- Interactive map of Bombay Bakery

Restaurant information
- Established: 1911
- Owner: Aqdas Channa
- Food type: Bakery
- Location: Hyderabad, Sindh, Sindh, Pakistan
- Coordinates: 25°23′16.47″N 68°21′44.88″E﻿ / ﻿25.3879083°N 68.3624667°E

= Bombay Bakery =

Bakery in Hyderabad, Sindh, Pakistan

Bombay Bakery is an old bakery located in Hyderabad, Sindh, Pakistan. It was named after an Indian city, Bombay.

==History==
Bombay Bakery was founded by Pahlajrai Gangaram Thadani in 1911. Thadani, a Sindhi Hindu, was from Dadu, Sindh.

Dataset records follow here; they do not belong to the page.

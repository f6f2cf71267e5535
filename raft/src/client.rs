//! The client gateway: [`RaftHandle`] and the node-side handling of client
//! writes, linearizable reads and administrative calls.

use std::collections::{BTreeMap, BTreeSet};
use tokio::sync::{mpsc, oneshot};
use tokio::time;

use crate::config::PeerConfig;
use crate::error::{RaftError, Result};
use crate::membership::NodeInfo;
use crate::msg::{
    AppendEntriesReply, AppendEntriesRequest, ClientReply, ClientRequest, Command, Index,
    InstallSnapshotReply, InstallSnapshotRequest, NodeId, RequestVoteReply, RequestVoteRequest,
    Snapshot, SubmitResponse,
};
use crate::{
    AdminRequest, ClusterState, NodeEvent, PendingChange, PendingRead, PendingWrite, RaftNode,
    RaftState,
};

/// Cloneable handle to a running [`RaftNode`]. Every call fails with
/// [`RaftError::Shutdown`] once the node has stopped.
#[derive(Clone, Debug)]
pub struct RaftHandle {
    id: NodeId,
    tx: mpsc::Sender<NodeEvent>,
}

impl RaftHandle {
    pub(crate) fn new(id: NodeId, tx: mpsc::Sender<NodeEvent>) -> Self {
        Self { id, tx }
    }

    pub fn id(&self) -> NodeId {
        self.id
    }

    pub fn is_closed(&self) -> bool {
        self.tx.is_closed()
    }

    async fn call<T>(&self, event: impl FnOnce(oneshot::Sender<T>) -> NodeEvent) -> Result<T> {
        let (reply_tx, reply_rx) = oneshot::channel();
        self.tx
            .send(event(reply_tx))
            .await
            .map_err(|_| RaftError::Shutdown)?;
        reply_rx.await.map_err(|_| RaftError::Shutdown)
    }

    async fn admin<T>(&self, request: impl FnOnce(oneshot::Sender<T>) -> AdminRequest) -> Result<T> {
        self.call(|reply_tx| NodeEvent::Admin(request(reply_tx)))
            .await
    }

    pub async fn handle_request_vote(&self, req: RequestVoteRequest) -> Result<RequestVoteReply> {
        self.call(|reply_tx| NodeEvent::RequestVote { req, reply_tx })
            .await
    }

    pub async fn handle_append_entries(
        &self,
        req: AppendEntriesRequest,
    ) -> Result<AppendEntriesReply> {
        self.call(|reply_tx| NodeEvent::AppendEntries { req, reply_tx })
            .await
    }

    pub async fn handle_install_snapshot(
        &self,
        req: InstallSnapshotRequest,
    ) -> Result<InstallSnapshotReply> {
        self.call(|reply_tx| NodeEvent::InstallSnapshot { req, reply_tx })
            .await
    }

    pub async fn handle_client_request(&self, req: ClientRequest) -> ClientReply {
        self.call(|reply_tx| NodeEvent::ClientRequest { req, reply_tx })
            .await?
    }

    /// Submits a write and waits until it is applied on the leader.
    /// A non-leader forwards the write to the leader it knows.
    pub async fn submit(&self, command: Command) -> Result<SubmitResponse> {
        self.handle_client_request(ClientRequest {
            command,
            forwarded: false,
        })
        .await
    }

    pub async fn set(
        &self,
        key: impl Into<String>,
        value: impl Into<String>,
    ) -> Result<SubmitResponse> {
        self.submit(Command::set(key, value)).await
    }

    pub async fn delete(&self, key: impl Into<String>) -> Result<SubmitResponse> {
        self.submit(Command::delete(key)).await
    }

    /// Linearizable read. Only the leader serves reads, after a quorum has
    /// confirmed it is still the leader.
    pub async fn read(&self, key: impl Into<String>) -> Result<Option<String>> {
        let key = key.into();
        self.call(|reply_tx| NodeEvent::Read { key, reply_tx })
            .await?
    }

    pub async fn state(&self) -> Result<ClusterState> {
        self.admin(|reply_tx| AdminRequest::State { reply_tx }).await
    }

    /// The applied key/value contents.
    pub async fn state_machine_snapshot(&self) -> Result<BTreeMap<String, String>> {
        self.admin(|reply_tx| AdminRequest::StateMachine { reply_tx })
            .await
    }

    /// The latest compacted snapshot.
    pub async fn snapshot(&self) -> Result<Snapshot> {
        self.admin(|reply_tx| AdminRequest::Snapshot { reply_tx })
            .await
    }

    /// Number of entries not yet compacted.
    pub async fn log_length(&self) -> Result<usize> {
        self.admin(|reply_tx| AdminRequest::LogLength { reply_tx })
            .await
    }

    /// Compacts every applied entry into a snapshot.
    pub async fn compact(&self) -> Result<Index> {
        self.admin(|reply_tx| AdminRequest::Compact { reply_tx })
            .await?
    }

    pub async fn install_snapshot(&self, snapshot: Snapshot) -> Result<()> {
        self.admin(|reply_tx| AdminRequest::InstallSnapshot { snapshot, reply_tx })
            .await?
    }

    /// Adds `id` to the membership table. On the leader, a voter is added
    /// through a joint configuration change and the call resolves once the
    /// change commits.
    pub async fn add_node(
        &self,
        id: NodeId,
        address: impl Into<String>,
        is_voter: bool,
    ) -> Result<bool> {
        let peer = PeerConfig {
            node_id: id,
            address: address.into(),
            is_voter,
        };
        self.admin(|reply_tx| AdminRequest::AddNode { peer, reply_tx })
            .await?
    }

    pub async fn remove_node(&self, id: NodeId) -> Result<bool> {
        self.admin(|reply_tx| AdminRequest::RemoveNode { id, reply_tx })
            .await?
    }

    /// Moves the cluster to a new voter set through joint consensus.
    /// Resolves to `true` once the final configuration commits, or `false`
    /// if this node lost leadership first.
    pub async fn begin_membership_change(
        &self,
        voters: impl IntoIterator<Item = NodeId>,
    ) -> Result<bool> {
        let voters = voters.into_iter().collect();
        self.admin(|reply_tx| AdminRequest::ChangeMembership { voters, reply_tx })
            .await?
    }

    /// Stops the node. Pending requests fail with [`RaftError::Shutdown`].
    pub async fn shutdown(&self) {
        let _ = self.tx.send(NodeEvent::Shutdown).await;
    }

    /// Non-blocking variant of [`RaftHandle::shutdown`], for use in `Drop`.
    pub fn shutdown_now(&self) {
        let _ = self.tx.try_send(NodeEvent::Shutdown);
    }
}

impl RaftNode {
    pub(crate) fn receive_client_request(
        &mut self,
        req: ClientRequest,
        reply_tx: oneshot::Sender<ClientReply>,
    ) {
        if req.command.is_config() {
            let _ = reply_tx.send(Err(RaftError::InvalidCommand(
                "configuration entries are appended through membership changes".to_string(),
            )));
            return;
        }
        if !self.is_leader() {
            self.forward_client_request(req, reply_tx);
            return;
        }

        let index = self.append_entry(req.command);
        let deadline = self.now() + self.config.client_timeout();
        if let RaftState::Leader(leader) = &mut self.state {
            leader.pending.insert(
                index,
                PendingWrite {
                    term: self.term,
                    reply_tx,
                    deadline,
                },
            );
        }
        tracing::debug!(node_id = self.id, term = self.term, index, "Accepted write");
        self.broadcast_append_entries();
        self.maybe_commit();
    }

    /// Hands a write to the known leader, at most once.
    fn forward_client_request(
        &self,
        req: ClientRequest,
        reply_tx: oneshot::Sender<ClientReply>,
    ) {
        let leader_id = match self.leader_id {
            Some(leader_id) if !req.forwarded => leader_id,
            leader_id => {
                let _ = reply_tx.send(Err(RaftError::NotLeader { leader_id }));
                return;
            }
        };
        tracing::debug!(node_id = self.id, leader_id, "Forwarding write to leader");
        let rpc = self.transport.client_request(
            leader_id,
            ClientRequest {
                forwarded: true,
                ..req
            },
        );
        let timeout = self.config.client_timeout() + self.config.rpc_timeout();
        tokio::spawn(async move {
            let reply = match time::timeout(timeout, rpc).await {
                Ok(Ok(reply)) => reply,
                Ok(Err(_)) => Err(RaftError::NotLeader {
                    leader_id: Some(leader_id),
                }),
                Err(_) => Err(RaftError::Timeout),
            };
            let _ = reply_tx.send(reply);
        });
    }

    pub(crate) fn receive_read(
        &mut self,
        key: String,
        reply_tx: oneshot::Sender<Result<Option<String>>>,
    ) {
        let deadline = self.now() + self.config.client_timeout();
        let RaftState::Leader(leader) = &mut self.state else {
            let _ = reply_tx.send(Err(RaftError::NotLeader {
                leader_id: self.leader_id,
            }));
            return;
        };
        leader.read_seq += 1;
        leader.reads.push_back(PendingRead {
            seq: leader.read_seq,
            key,
            reply_tx,
            deadline,
        });
        self.broadcast_append_entries();
        self.maybe_serve_reads();
    }

    /// Answers every read a quorum has confirmed, once an entry of this
    /// term is committed.
    pub(crate) fn maybe_serve_reads(&mut self) {
        if self.log.term_at(self.commit_index) != Some(self.term) {
            return;
        }
        let RaftState::Leader(leader) = &mut self.state else {
            return;
        };
        while let Some(seq) = leader.reads.front().map(|r| r.seq) {
            let progress = &leader.progress;
            let confirmed = self.configuration.has_quorum(|id| {
                id == self.id || progress.get(&id).is_some_and(|p| p.read_seq >= seq)
            });
            if !confirmed {
                break;
            }
            if let Some(read) = leader.reads.pop_front() {
                let value = self.state_machine.get(&read.key).cloned();
                let _ = read.reply_tx.send(Ok(value));
            }
        }
    }

    /// Fails writes and reads that outlived the client timeout.
    pub(crate) fn expire_pending(&mut self) {
        let now = self.now();
        let RaftState::Leader(leader) = &mut self.state else {
            return;
        };
        let expired: Vec<Index> = leader
            .pending
            .iter()
            .filter(|(_, write)| write.deadline <= now)
            .map(|(index, _)| *index)
            .collect();
        for index in expired {
            if let Some(write) = leader.pending.remove(&index) {
                tracing::debug!(node_id = self.id, index, "Write timed out");
                let _ = write.reply_tx.send(Err(RaftError::Timeout));
            }
        }
        while leader.reads.front().is_some_and(|r| r.deadline <= now) {
            if let Some(read) = leader.reads.pop_front() {
                let _ = read.reply_tx.send(Err(RaftError::ReadUnconfirmed));
            }
        }
    }

    pub(crate) fn receive_admin(&mut self, request: AdminRequest) {
        match request {
            AdminRequest::State { reply_tx } => {
                let _ = reply_tx.send(self.summary());
            }
            AdminRequest::StateMachine { reply_tx } => {
                let _ = reply_tx.send(self.state_machine.dump());
            }
            AdminRequest::Snapshot { reply_tx } => {
                let _ = reply_tx.send(self.log.snapshot().clone());
            }
            AdminRequest::LogLength { reply_tx } => {
                let _ = reply_tx.send(self.log.len());
            }
            AdminRequest::Compact { reply_tx } => {
                let _ = reply_tx.send(self.compact_log());
            }
            AdminRequest::InstallSnapshot { snapshot, reply_tx } => {
                let result = if self.is_leader() {
                    Err(RaftError::InvalidCommand(
                        "a leader does not install snapshots".to_string(),
                    ))
                } else {
                    self.install_snapshot(snapshot);
                    Ok(())
                };
                let _ = reply_tx.send(result);
            }
            AdminRequest::AddNode { peer, reply_tx } => self.add_node(peer, reply_tx),
            AdminRequest::RemoveNode { id, reply_tx } => self.remove_node(id, reply_tx),
            AdminRequest::ChangeMembership { voters, reply_tx } => {
                self.begin_membership_change(voters, None, reply_tx)
            }
        }
    }

    fn add_node(&mut self, peer: PeerConfig, reply_tx: oneshot::Sender<Result<bool>>) {
        let id = peer.node_id;
        let is_voter = self.configuration.is_voter(id);
        if peer.is_voter && !is_voter && !self.is_leader() {
            let _ = reply_tx.send(Err(RaftError::NotLeader {
                leader_id: self.leader_id,
            }));
            return;
        }
        self.nodes
            .entry(id)
            .and_modify(|node| node.address = peer.address.clone())
            .or_insert_with(|| NodeInfo::new(id, peer.address.clone(), is_voter));
        tracing::info!(node_id = self.id, peer = id, voter = peer.is_voter, "Adding node");

        if id != self.id {
            self.track_peer(id);
            self.send_append_entries(id);
        }

        if peer.is_voter && !is_voter {
            let mut voters = self.configuration.target().clone();
            voters.insert(id);
            self.begin_membership_change(voters, None, reply_tx);
        } else {
            let _ = reply_tx.send(Ok(true));
        }
    }

    fn remove_node(&mut self, id: NodeId, reply_tx: oneshot::Sender<Result<bool>>) {
        if self.configuration.is_voter(id) {
            let mut voters = self.configuration.target().clone();
            voters.remove(&id);
            self.begin_membership_change(voters, Some(id), reply_tx);
            return;
        }
        if id != self.id {
            self.nodes.remove(&id);
            if let RaftState::Leader(leader) = &mut self.state {
                leader.progress.remove(&id);
            }
        }
        tracing::info!(node_id = self.id, peer = id, "Removed observer");
        let _ = reply_tx.send(Ok(true));
    }

    /// Starts a joint configuration change towards `voters`. Only one change
    /// may be in flight at a time.
    fn begin_membership_change(
        &mut self,
        voters: BTreeSet<NodeId>,
        removing: Option<NodeId>,
        reply_tx: oneshot::Sender<Result<bool>>,
    ) {
        let RaftState::Leader(leader) = &self.state else {
            let _ = reply_tx.send(Err(RaftError::NotLeader {
                leader_id: self.leader_id,
            }));
            return;
        };
        if voters.is_empty() {
            let _ = reply_tx.send(Err(RaftError::InvalidCommand(
                "a configuration needs at least one voter".to_string(),
            )));
            return;
        }
        if leader.membership_change.is_some()
            || self.configuration.is_joint()
            || self.log.configuration_index() > self.commit_index
        {
            let _ = reply_tx.send(Err(RaftError::MembershipChangeInProgress));
            return;
        }
        let old = self.configuration.target().clone();
        if old == voters {
            let _ = reply_tx.send(Ok(true));
            return;
        }

        tracing::info!(node_id = self.id, ?old, new = ?voters, "Starting membership change");
        self.append_entry(Command::JointConfig { old, new: voters });
        if let RaftState::Leader(leader) = &mut self.state {
            leader.membership_change = Some(PendingChange {
                final_index: None,
                removing,
                reply_tx,
            });
        }
        self.broadcast_append_entries();
        self.maybe_commit();
    }
}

In 1948, Pahlajrai Gangaram Thadani died and his son Kishinchand Thadani became the owner. He expanded the business and wrote a number of recipes.

In 1960, his son, Kumar Thadani took over the business. He remained unmarried throughout his life, adopted a son, Salman Shaikh, who was converted to Islam after his death in 2010.

In 2014, a previously secret recipe was made public by a former baker.

==See also==
- Karachi Bakery, a similar bakery in Hyderabad, India, named after Karachi, Sindh.